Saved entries
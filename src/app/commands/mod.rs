pub mod generate;
pub mod read;
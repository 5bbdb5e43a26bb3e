//! Load sprite entries back from an existing manifest.

use crate::app::AppContext;
use crate::domain::{AppError, SpriteEntry, parse_manifest};
use crate::ports::ResourceFilesystem;

pub fn execute<F: ResourceFilesystem>(ctx: &AppContext<F>) -> Result<Vec<SpriteEntry>, AppError> {
    let content = ctx.filesystem().read_file(&ctx.layout().manifest_path())?;
    let entries = parse_manifest(&content);
    log::debug!("Read {} sprite(s) from manifest", entries.len());
    Ok(entries)
}
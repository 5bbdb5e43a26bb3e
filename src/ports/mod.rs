mod resource_filesystem;

pub use resource_filesystem::ResourceFilesystem;
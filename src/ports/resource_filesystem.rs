//! Filesystem operations needed to build and read the sprite manifest.
//!
//! All `path` arguments are relative to the store's base directory.

use std::ffi::OsString;
use std::path::{Path, PathBuf};

use crate::domain::AppError;

/// Port for the manifest's filesystem access.
pub trait ResourceFilesystem {
    /// Names of the immediate entries of a directory, in enumeration order.
    ///
    /// Files and subdirectories are both returned, names as the OS gives them.
    /// No sorting is applied.
    fn list_entry_names(&self, path: &Path) -> Result<Vec<OsString>, AppError>;

    /// Replace the content of a file, creating it if absent.
    ///
    /// Parent directories are not created.
    fn write_file(&self, path: &Path, content: &str) -> Result<(), AppError>;

    /// Read a file as UTF-8 text.
    fn read_file(&self, path: &Path) -> Result<String, AppError>;

    /// Resolve a relative path against the base directory.
    fn resolve_path(&self, path: &Path) -> PathBuf;
}
use std::path::PathBuf;
use std::sync::Arc;

use anyhow::{Context, Result};
use clap::Parser;

use activity_tracker_rs::replay::{read_recording, replay};
use activity_tracker_rs::{
    ActivityType, JsonStatusSink, ManualClock, TrackerConfig, TrackingListener, TrackingSession,
};

#[derive(Parser, Debug)]
#[command(name = "activity_tracker")]
#[command(about = "Replay a recorded sensor session through the activity tracker", long_about = None)]
struct Args {
    /// Recorded session (JSON array or JSON lines, optionally .gz)
    #[arg(long)]
    input: PathBuf,

    /// Tracker configuration (JSON)
    #[arg(long)]
    config: Option<PathBuf>,

    /// Write every metrics snapshot to this JSON file
    #[arg(long)]
    status_file: Option<PathBuf>,

    /// Publish metrics after every location fix
    #[arg(long, default_value_t = false)]
    metrics_on_location: bool,
}

struct ActivityLog;

impl TrackingListener for ActivityLog {
    fn on_activity_changed(&self, activity: ActivityType, confidence: f64) {
        log::debug!("listener: {} ({:.2})", activity, confidence);
    }
}

fn main() -> Result<()> {
    env_logger::Builder::from_env(env_logger::Env::default().default_filter_or("info")).init();
    let args = Args::parse();

    let mut config = match &args.config {
        Some(path) => TrackerConfig::from_json_file(path)
            .with_context(|| format!("loading config {}", path.display()))?,
        None => TrackerConfig::default(),
    };
    if args.metrics_on_location {
        config.metrics_on_location = true;
    }

    let samples = read_recording(&args.input)
        .with_context(|| format!("reading recording {}", args.input.display()))?;
    log::info!("Loaded {} samples from {}", samples.len(), args.input.display());

    let clock = Arc::new(ManualClock::new(0));
    let session = TrackingSession::with_clock(config, clock.clone());
    session.subscribe(Arc::new(ActivityLog));
    if let Some(path) = &args.status_file {
        let sink = JsonStatusSink::new(path);
        log::info!("Writing status snapshots to {}", sink.path().display());
        session.add_sink(Arc::new(sink));
    }

    let summary = replay(&session, &clock, &samples);
    log::info!(
        "Replayed {} fixes, {} motion samples ({} classification ticks), avg {:.2} m/s",
        summary.locations,
        summary.motions,
        summary.classification_ticks,
        summary.average_speed
    );

    println!("{}", serde_json::to_string_pretty(&summary.final_metrics)?);
    Ok(())
}
//! Fitness tracking core: fuses location, accelerometer and gyroscope
//! streams into distance, altitude gain, pace, cadence, a classified
//! activity and calorie estimates.
//!
//! ```no_run
//! use activity_tracker_rs::{LocationSample, MotionSample, TrackerConfig, TrackingSession};
//!
//! let session = TrackingSession::new(TrackerConfig::default());
//! session.start();
//! session.submit_location(LocationSample::new(0, 52.52, 13.40, Some(34.0), 1.6, 4.0));
//! session.submit_motion(MotionSample::accelerometer(0.2, 0.9, 0.4, 20));
//! session.tick_classification();
//! println!("{:?}", session.metrics());
//! session.stop();
//! ```

pub mod classifier;
pub mod config;
pub mod error;
pub mod metrics;
pub mod peak_detector;
pub mod replay;
pub mod session;
pub mod sink;
pub mod tracking_state;
pub mod types;

pub use classifier::{ActivityClassifier, Classification};
pub use config::TrackerConfig;
pub use error::{TrackerError, TrackerResult};
pub use metrics::{HealthMetrics, MetricsAggregator};
pub use peak_detector::PeakDetector;
pub use session::{
    Clock, ManualClock, SessionState, SubscriptionId, SystemClock, TrackingListener,
    TrackingSession,
};
pub use sink::{HealthSink, JsonStatusSink};
pub use tracking_state::TrackingState;
pub use types::{ActivityType, LocationSample, MotionKind, MotionSample};
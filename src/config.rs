use std::path::Path;
use std::time::Duration;

use serde::{Deserialize, Serialize};

use crate::error::{TrackerError, TrackerResult};

// ─── Tracker configuration ───────────────────────────────────────────────────

/// Shortest tick period a session will schedule
pub const MIN_INTERVAL_MS: u64 = 1;

/// Scheduling knobs for a tracking session. Detection thresholds are
/// fixed constants in their own modules and are not configurable.
#[derive(Clone, Debug, PartialEq, Serialize, Deserialize)]
#[serde(default)]
pub struct TrackerConfig {
    // ── Periodic ticks ──
    pub classification_interval_ms: u64,
    pub metrics_interval_ms: u64,

    // ── On-demand metrics ──
    /// Publish a metrics snapshot after every accepted location fix
    pub metrics_on_location: bool,
}

impl Default for TrackerConfig {
    fn default() -> Self {
        Self {
            classification_interval_ms: 1_000,
            metrics_interval_ms: 60_000,
            metrics_on_location: false,
        }
    }
}

impl TrackerConfig {
    pub fn from_json_str(json: &str) -> TrackerResult<Self> {
        let config: TrackerConfig = serde_json::from_str(json)?;
        config.validate()?;
        Ok(config)
    }

    pub fn from_json_file<P: AsRef<Path>>(path: P) -> TrackerResult<Self> {
        let json = std::fs::read_to_string(path)?;
        Self::from_json_str(&json)
    }

    pub fn validate(&self) -> TrackerResult<()> {
        if self.classification_interval_ms == 0 {
            return Err(TrackerError::Config(
                "classification_interval_ms must be > 0".to_string(),
            ));
        }
        if self.metrics_interval_ms == 0 {
            return Err(TrackerError::Config(
                "metrics_interval_ms must be > 0".to_string(),
            ));
        }
        Ok(())
    }

    /// Copy with every interval raised to at least `MIN_INTERVAL_MS`.
    /// Sessions run on this, since the fields are public and may skip `validate`.
    pub fn clamped(mut self) -> Self {
        if let Err(e) = self.validate() {
            log::warn!("{}; clamping to {} ms", e, MIN_INTERVAL_MS);
            self.classification_interval_ms = self.classification_interval_ms.max(MIN_INTERVAL_MS);
            self.metrics_interval_ms = self.metrics_interval_ms.max(MIN_INTERVAL_MS);
        }
        self
    }

    pub fn classification_interval(&self) -> Duration {
        Duration::from_millis(self.classification_interval_ms)
    }

    pub fn metrics_interval(&self) -> Duration {
        Duration::from_millis(self.metrics_interval_ms)
    }
}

◆ **Task instructions**: Transcribe all of the lines in the records precisely.

◆ **Answer to the problem**:
filename src/app/commands/mod.rs
pub mod generate;
pub mod read;
repository 5bbdb5e43a26bb3e
//! Load sprite entries back from an existing manifest.

use crate::app::AppContext;
use crate::domain::{AppError, SpriteEntry, parse_manifest};
use crate::ports::ResourceFilesystem;

pub fn execute<F: ResourceFilesystem>(ctx: &AppContext<F>) -> Result<Vec<SpriteEntry>, AppError> {
    let content = ctx.filesystem().read_file(&ctx.layout().manifest_path())?;
    let entries = parse_manifest(&content);
    log::debug!("Read {} sprite(s) from manifest", entries.len());
    Ok(entries)
}
repository 5bbdb5e43a26bb3e
filename src/ports/mod.rs
mod resource_filesystem;

pub use resource_filesystem::ResourceFilesystem;
filename src/ports/resource_filesystem.rs
//! Filesystem operations needed to build and read the sprite manifest.
//!
//! All `path` arguments are relative to the store's base directory.

use std::ffi::OsString;
use std::path::{Path, PathBuf};

use crate::domain::AppError;

/// Port for the manifest's filesystem access.
pub trait ResourceFilesystem {
    /// Names of the immediate entries of a directory, in enumeration order.
    ///
    /// Files and subdirectories are both returned, names as the OS gives them.
    /// No sorting is applied.
    fn list_entry_names(&self, path: &Path) -> Result<Vec<OsString>, AppError>;

    /// Replace the content of a file, creating it if absent.
    ///
    /// Parent directories are not created.
    fn write_file(&self, path: &Path, content: &str) -> Result<(), AppError>;

    /// Read a file as UTF-8 text.
    fn read_file(&self, path: &Path) -> Result<String, AppError>;

    /// Resolve a relative path against the base directory.
    fn resolve_path(&self, path: &Path) -> PathBuf;
}
use std::path::PathBuf;
use std::sync::Arc;

use anyhow::{Context, Result};
use clap::Parser;

use activity_tracker_rs::replay::{read_recording, replay};
use activity_tracker_rs::{
    ActivityType, JsonStatusSink, ManualClock, TrackerConfig, TrackingListener, TrackingSession,
};

#[derive(Parser, Debug)]
#[command(name = "activity_tracker")]
#[command(about = "Replay a recorded sensor session through the activity tracker", long_about = None)]
struct Args {
    /// Recorded session (JSON array or JSON lines, optionally .gz)
    #[arg(long)]
    input: PathBuf,

    /// Tracker configuration (JSON)
    #[arg(long)]
    config: Option<PathBuf>,

    /// Write every metrics snapshot to this JSON file
    #[arg(long)]
    status_file: Option<PathBuf>,

    /// Publish metrics after every location fix
    #[arg(long, default_value_t = false)]
    metrics_on_location: bool,
}

struct ActivityLog;

impl TrackingListener for ActivityLog {
    fn on_activity_changed(&self, activity: ActivityType, confidence: f64) {
        log::debug!("listener: {} ({:.2})", activity, confidence);
    }
}

fn main() -> Result<()> {
    env_logger::Builder::from_env(env_logger::Env::default().default_filter_or("info")).init();
    let args = Args::parse();

    let mut config = match &args.config {
        Some(path) => TrackerConfig::from_json_file(path)
            .with_context(|| format!("loading config {}", path.display()))?,
        None => TrackerConfig::default(),
    };
    if args.metrics_on_location {
        config.metrics_on_location = true;
    }

    let samples = read_recording(&args.input)
        .with_context(|| format!("reading recording {}", args.input.display()))?;
    log::info!("Loaded {} samples from {}", samples.len(), args.input.display());

    let clock = Arc::new(ManualClock::new(0));
    let session = TrackingSession::with_clock(config, clock.clone());
    session.subscribe(Arc::new(ActivityLog));
    if let Some(path) = &args.status_file {
        let sink = JsonStatusSink::new(path);
        log::info!("Writing status snapshots to {}", sink.path().display());
        session.add_sink(Arc::new(sink));
    }

    let summary = replay(&session, &clock, &samples);
    log::info!(
        "Replayed {} fixes, {} motion samples ({} classification ticks), avg {:.2} m/s",
        summary.locations,
        summary.motions,
        summary.classification_ticks,
        summary.average_speed
    );

    println!("{}", serde_json::to_string_pretty(&summary.final_metrics)?);
    Ok(())
}
//! Fitness tracking core: fuses location, accelerometer and gyroscope
//! streams into distance, altitude gain, pace, cadence, a classified
//! activity and calorie estimates.
//!
//! ```no_run
//! use activity_tracker_rs::{LocationSample, MotionSample, TrackerConfig, TrackingSession};
//!
//! let session = TrackingSession::new(TrackerConfig::default());
//! session.start();
//! session.submit_location(LocationSample::new(0, 52.52, 13.40, Some(34.0), 1.6, 4.0));
//! session.submit_motion(MotionSample::accelerometer(0.2, 0.9, 0.4, 20));
//! session.tick_classification();
//! println!("{:?}", session.metrics());
//! session.stop();
//! ```

pub mod classifier;
pub mod config;
pub mod error;
pub mod metrics;
pub mod peak_detector;
pub mod replay;
pub mod session;
pub mod sink;
pub mod tracking_state;
pub mod types;

pub use classifier::{ActivityClassifier, Classification};
pub use config::TrackerConfig;
pub use error::{TrackerError, TrackerResult};
pub use metrics::{HealthMetrics, MetricsAggregator};
pub use peak_detector::PeakDetector;
pub use session::{
    Clock, ManualClock, SessionState, SubscriptionId, SystemClock, TrackingListener,
    TrackingSession,
};
pub use sink::{HealthSink, JsonStatusSink};
pub use tracking_state::TrackingState;
pub use types::{ActivityType, LocationSample, MotionKind, MotionSample};
filename src/config.rs
use std::path::Path;
use std::time::Duration;

use serde::{Deserialize, Serialize};

use crate::error::{TrackerError, TrackerResult};

// ─── Tracker configuration ───────────────────────────────────────────────────

/// Shortest tick period a session will schedule
pub const MIN_INTERVAL_MS: u64 = 1;

/// Scheduling knobs for a tracking session. Detection thresholds are
/// fixed constants in their own modules and are not configurable.
#[derive(Clone, Debug, PartialEq, Serialize, Deserialize)]
#[serde(default)]
pub struct TrackerConfig {
    // ── Periodic ticks ──
    pub classification_interval_ms: u64,
    pub metrics_interval_ms: u64,

    // ── On-demand metrics ──
    /// Publish a metrics snapshot after every accepted location fix
    pub metrics_on_location: bool,
}

impl Default for TrackerConfig {
    fn default() -> Self {
        Self {
            classification_interval_ms: 1_000,
            metrics_interval_ms: 60_000,
            metrics_on_location: false,
        }
    }
}

impl TrackerConfig {
    pub fn from_json_str(json: &str) -> TrackerResult<Self> {
        let config: TrackerConfig = serde_json::from_str(json)?;
        config.validate()?;
        Ok(config)
    }

    pub fn from_json_file<P: AsRef<Path>>(path: P) -> TrackerResult<Self> {
        let json = std::fs::read_to_string(path)?;
        Self::from_json_str(&json)
    }

    pub fn validate(&self) -> TrackerResult<()> {
        if self.classification_interval_ms == 0 {
            return Err(TrackerError::Config(
                "classification_interval_ms must be > 0".to_string(),
            ));
        }
        if self.metrics_interval_ms == 0 {
            return Err(TrackerError::Config(
                "metrics_interval_ms must be > 0".to_string(),
            ));
        }
        Ok(())
    }

    /// Copy with every interval raised to at least `MIN_INTERVAL_MS`.
    /// Sessions run on this, since the fields are public and may skip `validate`.
    pub fn clamped(mut self) -> Self {
        if let Err(e) = self.validate() {
            log::warn!("{}; clamping to {} ms", e, MIN_INTERVAL_MS);
            self.classification_interval_ms = self.classification_interval_ms.max(MIN_INTERVAL_MS);
            self.metrics_interval_ms = self.metrics_interval_ms.max(MIN_INTERVAL_MS);
        }
        self
    }

    pub fn classification_interval(&self) -> Duration {
        Duration::from_millis(self.classification_interval_ms)
    }

    pub fn metrics_interval(&self) -> Duration {
        Duration::from_millis(self.metrics_interval_ms)
    }
}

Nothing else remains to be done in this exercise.